Annesi ve kız kardeşleri ile arasındaki sorunu halletmişti. Yani şu anda babası hariç ailesindeki herkesten özür dilemiş, kendisini affettirmişti. Gerçi babasından özür dilemesini gerektiren bir şey görmüyordum ama bunu dile getirmeyi tercih etmiyordum. Bu onun aile meselesiydi ve ben belirli bir yerden sonra müdahale edemezdim. Bunun için en doğrusu susma hakkımı kullanmaktı.

Sanırım abisini en çok özleyen Safaa'ydı çünkü onlardan özür dilemek için yanlarına gittiği gün Zayn'in kucağından bir saniye bile inmemiş, sürekli onu öpmüştü. Zayn de bu durumdan fazlasıyla hoşnut duruyordu.
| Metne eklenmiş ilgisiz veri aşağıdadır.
use thiserror::Error;

/// Errors raised when a zoom configuration set is registered.
///
/// These are fatal construction errors: a configuration that fails validation
/// never reaches the planner.
#[derive(Debug, Clone, PartialEq, Eq, Error)]
pub enum ConfigError {
    /// A tile or image dimension is zero
    #[error("Invalid {field}: must be greater than 0, got {value}")]
    InvalidDimension { field: &'static str, value: u32 },

    /// The tile path template is empty
    #[error("Tile path template is empty")]
    MissingTemplate,

    /// The tile path template lacks a required placeholder
    #[error("Tile path template '{template}' is missing the {placeholder} placeholder")]
    MissingPlaceholder {
        template: String,
        placeholder: &'static str,
    },

    /// No configuration is bound to the DEFAULT zoom level
    #[error("No configuration set registered for the default zoom level")]
    MissingDefaultLevel,
}

/// Errors that can occur when reading or decoding a tile asset.
///
/// Tile-scoped: the loader skips the tile and retries it on the next fill pass.
#[derive(Debug, Clone, Error)]
pub enum AssetError {
    /// Asset does not exist
    #[error("Asset not found: {0}")]
    NotFound(String),

    /// Asset path escapes the asset root or is otherwise unusable
    #[error("Invalid asset path: {0}")]
    InvalidPath(String),

    /// Reading the asset failed
    #[error("I/O error reading {path}: {message}")]
    Io { path: String, message: String },

    /// The asset bytes could not be decoded into an image
    #[error("Failed to decode {path}: {message}")]
    Decode { path: String, message: String },
}

impl AssetError {
    /// Path of the asset this error refers to.
    pub fn path(&self) -> &str {
        match self {
            AssetError::NotFound(path) | AssetError::InvalidPath(path) => path,
            AssetError::Io { path, .. } | AssetError::Decode { path, .. } => path,
        }
    }
}

/// Errors that can occur when loading a tile set manifest
#[derive(Debug, Clone, Error)]
pub enum ManifestError {
    /// The manifest file could not be read
    #[error("Failed to read manifest {path}: {message}")]
    Io { path: String, message: String },

    /// The manifest is not valid JSON or has the wrong shape
    #[error("Failed to parse manifest: {0}")]
    Parse(String),

    /// A level entry failed validation
    #[error("Invalid configuration for zoom level {level}: {source}")]
    InvalidLevel {
        level: String,
        #[source]
        source: ConfigError,
    },

    /// Manifest-wide validation failure
    #[error(transparent)]
    Config(#[from] ConfigError),
}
"September! Şuna bak hiç umurunda mıyım? Ulan cevap versene."

Odanın kapısını açtığında ona kıkırdayarak karşılık verdim. Üzerindeki dar kotu ve bordo tişörtüyle onu görmek bana iyi hissettirmişti, her zamanki rahat tarzı yerine onu bir haftadır takım elbiselerin içinde görüyordum. Pekala, bundan asla şikayetçi değildim ama arada eskiyi özlediğimi hissedebiliyordum, he?

"Hazırım, çıkalım hadi."

Ben yanından geçip ilerlemeye başladığımda arkamdan ilerleyecek sanıyordum ama olduğu yerde durmuş bana bakıyordu. Kaşlarımı kaldırdım.
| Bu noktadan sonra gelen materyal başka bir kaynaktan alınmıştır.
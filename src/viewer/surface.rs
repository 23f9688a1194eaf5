//! Display surface: the host's view/layout layer as seen by the viewer.
//!
//! The viewer only needs a container it can add children to at pixel offsets,
//! plus the scroll offset and measured size of the view around it.
//! [`HeadlessSurface`] implements this in memory for the CLI and for tests.

use std::collections::BTreeMap;
use std::fmt;
use std::sync::Arc;

use serde::Serialize;

use crate::asset::DecodedTile;
use crate::geometry::{PixelRect, Point, Size};
use crate::tile::TileCoord;

/// Identifier of a child node on a display surface.
#[derive(Debug, Clone, Copy, PartialEq, Eq, Hash, PartialOrd, Ord, Serialize)]
pub struct NodeId(u64);

impl NodeId {
    pub const fn new(id: u64) -> Self {
        Self(id)
    }

    pub const fn get(self) -> u64 {
        self.0
    }
}

impl fmt::Display for NodeId {
    fn fmt(&self, f: &mut fmt::Formatter<'_>) -> fmt::Result {
        write!(f, "#{}", self.0)
    }
}

/// What a node displays.
///
/// A tile node owns its decoded tile; the tile cache only refers to it.
#[derive(Debug, Clone)]
pub enum NodeContent {
    Tile {
        coord: TileCoord,
        tile: Arc<DecodedTile>,
    },
    /// Icon for the marker at this index in the viewer's marker list
    Marker { index: usize },
}

/// The host's view/layout layer.
///
/// All methods are called on the UI-affine thread only.
pub trait DisplaySurface {
    /// Current scroll offset of the view.
    fn scroll_offset(&self) -> Point;

    /// Measured size of the view (the visible window onto the content).
    fn measured_size(&self) -> Size;

    /// Size of the content container.
    fn content_size(&self) -> Size;

    /// Drawing rectangle of the content container, before scrolling.
    fn viewport(&self) -> PixelRect {
        PixelRect::from_origin_size(Point::ORIGIN, self.measured_size())
    }

    /// Discard every child and resize the content container.
    fn reset_content(&mut self, size: Size);

    /// Add a child at `bounds` in content space.
    fn attach(&mut self, bounds: PixelRect, content: NodeContent) -> NodeId;

    /// Remove a child. Returns `false` if it was not attached.
    fn detach(&mut self, node: NodeId) -> bool;

    /// Returns `true` if `node` is currently attached.
    fn contains(&self, node: NodeId) -> bool;

    /// Scroll towards `target`, possibly animated.
    fn smooth_scroll_to(&mut self, target: Point);
}

// =============================================================================
// Headless Surface
// =============================================================================

/// A node attached to a [`HeadlessSurface`].
#[derive(Debug, Clone)]
pub struct HeadlessNode {
    pub bounds: PixelRect,
    pub content: NodeContent,
}

/// In-memory display surface.
///
/// Scrolling is applied immediately and clamped to the content bounds.
#[derive(Debug, Default)]
pub struct HeadlessSurface {
    nodes: BTreeMap<NodeId, HeadlessNode>,
    next_id: u64,
    scroll: Point,
    measured: Size,
    content: Size,
}

impl HeadlessSurface {
    /// Create a surface whose view measures `measured`.
    pub fn new(measured: Size) -> Self {
        Self {
            measured,
            ..Self::default()
        }
    }

    /// Set the view size, as on layout or rotation.
    pub fn set_measured_size(&mut self, measured: Size) {
        self.measured = measured;
        self.scroll = self.clamp_scroll(self.scroll);
    }

    /// Scroll immediately, clamped to the content.
    pub fn scroll_to(&mut self, target: Point) {
        self.scroll = self.clamp_scroll(target);
    }

    pub fn node(&self, node: NodeId) -> Option<&HeadlessNode> {
        self.nodes.get(&node)
    }

    pub fn node_count(&self) -> usize {
        self.nodes.len()
    }

    /// Attached tiles and their bounds, in attachment order.
    pub fn tiles(&self) -> Vec<(TileCoord, PixelRect)> {
        self.nodes
            .values()
            .filter_map(|node| match &node.content {
                NodeContent::Tile { coord, .. } => Some((*coord, node.bounds)),
                NodeContent::Marker { .. } => None,
            })
            .collect()
    }

    /// Attached marker icons and their bounds.
    pub fn markers(&self) -> Vec<(usize, PixelRect)> {
        self.nodes
            .values()
            .filter_map(|node| match node.content {
                NodeContent::Marker { index } => Some((index, node.bounds)),
                NodeContent::Tile { .. } => None,
            })
            .collect()
    }

    /// Node displaying `coord`, if any.
    pub fn tile_node(&self, coord: TileCoord) -> Option<NodeId> {
        self.nodes.iter().find_map(|(id, node)| match &node.content {
            NodeContent::Tile { coord: c, .. } if *c == coord => Some(*id),
            _ => None,
        })
    }

    fn clamp_scroll(&self, target: Point) -> Point {
        fn axis(value: i32, content: u32, view: u32) -> i32 {
            let max = i64::from(content.saturating_sub(view));
            i64::from(value).clamp(0, max) as i32
        }
        Point::new(
            axis(target.x, self.content.width, self.measured.width),
            axis(target.y, self.content.height, self.measured.height),
        )
    }
}

impl DisplaySurface for HeadlessSurface {
    fn scroll_offset(&self) -> Point {
        self.scroll
    }

    fn measured_size(&self) -> Size {
        self.measured
    }

    fn content_size(&self) -> Size {
        self.content
    }

    fn reset_content(&mut self, size: Size) {
        self.nodes.clear();
        self.content = size;
    }

    fn attach(&mut self, bounds: PixelRect, content: NodeContent) -> NodeId {
        let id = NodeId::new(self.next_id);
        self.next_id += 1;
        self.nodes.insert(id, HeadlessNode { bounds, content });
        id
    }

    fn detach(&mut self, node: NodeId) -> bool {
        self.nodes.remove(&node).is_some()
    }

    fn contains(&self, node: NodeId) -> bool {
        self.nodes.contains_key(&node)
    }

    fn smooth_scroll_to(&mut self, target: Point) {
        self.scroll_to(target);
    }
}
"Zayn, hem çıkalım diyorsun hem duruyorsun."

Yüzü gülümseyen bir ifade alırken "Çok güzel olmuşsun," diye mırıldandı. O an durup ben de ona gülümsemekten başka bir şey yapamadım. Bana doğru birkaç adım attıktan sonra karşımda durup önümdeki saçları geriye attı. "Ama bu güzelliği tamamlamak gerek."
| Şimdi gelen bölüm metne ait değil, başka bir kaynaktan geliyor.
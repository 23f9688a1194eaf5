//! Tile image decoding.
//!
//! Decoding is CPU-bound and blocking; callers run it on the blocking pool,
//! never on the UI-affine thread.

use std::fmt;
use std::io::Cursor;

use image::{DynamicImage, ImageReader, RgbaImage};

use crate::error::AssetError;
use crate::geometry::Size;

// =============================================================================
// Decoded Tile
// =============================================================================

/// A tile decoded into memory.
pub struct DecodedTile {
    image: DynamicImage,
}

impl DecodedTile {
    pub fn new(image: DynamicImage) -> Self {
        Self { image }
    }

    /// A transparent tile of the given size.
    pub fn blank(width: u32, height: u32) -> Self {
        Self::new(DynamicImage::ImageRgba8(RgbaImage::new(width, height)))
    }

    pub fn width(&self) -> u32 {
        self.image.width()
    }

    pub fn height(&self) -> u32 {
        self.image.height()
    }

    pub fn size(&self) -> Size {
        Size::new(self.width(), self.height())
    }

    pub fn image(&self) -> &DynamicImage {
        &self.image
    }
}

impl fmt::Debug for DecodedTile {
    fn fmt(&self, f: &mut fmt::Formatter<'_>) -> fmt::Result {
        f.debug_struct("DecodedTile")
            .field("width", &self.width())
            .field("height", &self.height())
            .field("color", &self.image.color())
            .finish()
    }
}

// =============================================================================
// Decoder
// =============================================================================

/// Turns asset bytes into a [`DecodedTile`].
pub trait TileDecoder: Send + Sync + 'static {
    /// Decode `bytes`, read from `path`.
    ///
    /// `path` is only used for error reporting.
    fn decode(&self, path: &str, bytes: &[u8]) -> Result<DecodedTile, AssetError>;
}

/// Decoder backed by the `image` crate.
///
/// The format is guessed from the byte signature, so tile sets may mix PNG
/// and JPEG files regardless of their extension.
#[derive(Debug, Clone, Default)]
pub struct ImageTileDecoder {}

impl ImageTileDecoder {
    pub fn new() -> Self {
        Self {}
    }
}

impl TileDecoder for ImageTileDecoder {
    fn decode(&self, path: &str, bytes: &[u8]) -> Result<DecodedTile, AssetError> {
        let reader = ImageReader::new(Cursor::new(bytes))
            .with_guessed_format()
            .map_err(|e| decode_error(path, e))?;

        if reader.format().is_none() {
            return Err(AssetError::Decode {
                path: path.to_string(),
                message: "unrecognized image format".to_string(),
            });
        }

        let image = reader.decode().map_err(|e| decode_error(path, e))?;
        Ok(DecodedTile::new(image))
    }
}

fn decode_error(path: &str, err: impl fmt::Display) -> AssetError {
    AssetError::Decode {
        path: path.to_string(),
        message: err.to_string(),
    }
}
Cebinden çıkardığı küçük kutuyu açıp içerisindeki kolyeyi çıkarttı. Hala gülümseyerek bakıyordum. Zayn'in çok romantik biri olmadığını biliyordum, böyle şeyleri nadir yapardı ama yaptığında da en güzeli olurdu.

Kolyeyi çıkarıp arkama geçti. Saçlarımı nazikçe bir kenara toplayıp kolyeyi taktıktan sonra eğilip enseme küçük bir öpücük bıraktı. Bütün tüylerimin dudaklarının hissiyle diken diken olduğunu hissedebiliyordum. Dudakları hala oradayken kısık, yumuşak sesiyle konuşmaya başladı.

"Bu, bana yeni işimde yaptığın tüm yardımların için. Karşılamayacağını biliyorum ama sana minnettar olduğumu göstermek istedim. Aşağıda seni bekliyorum."

Yeniden bir öpücük bıraktıktan sonra bana bir cevap hakkı tanımadan hızlı adımlarla aşağı indi. O gittikten sonra istemsizce gülmüştüm. Beni mutlu etmesini çok iyi biliyordu, piç herif.

Holdeki boy aynasına yüzümü dönüp kolyeye baktım. Üç zincirden oluşuyordu. Birincisinde dövmemin birebir aynısı olan melek kanatları, ortadakinde birkaç gül figürü ve en içtekinde küçücük, italik bir şekilde yazılmış 'İyi Ki Varsın' yazısı duruyordu. O kadar güzeldi ki, hepsinin bir anlamı vardı. Dövme zaten ikimizi simgeliyordu, ortadaki gül figürü de kendisini affettirmek için söylediği 'The Rose' şarkısından geliyordu.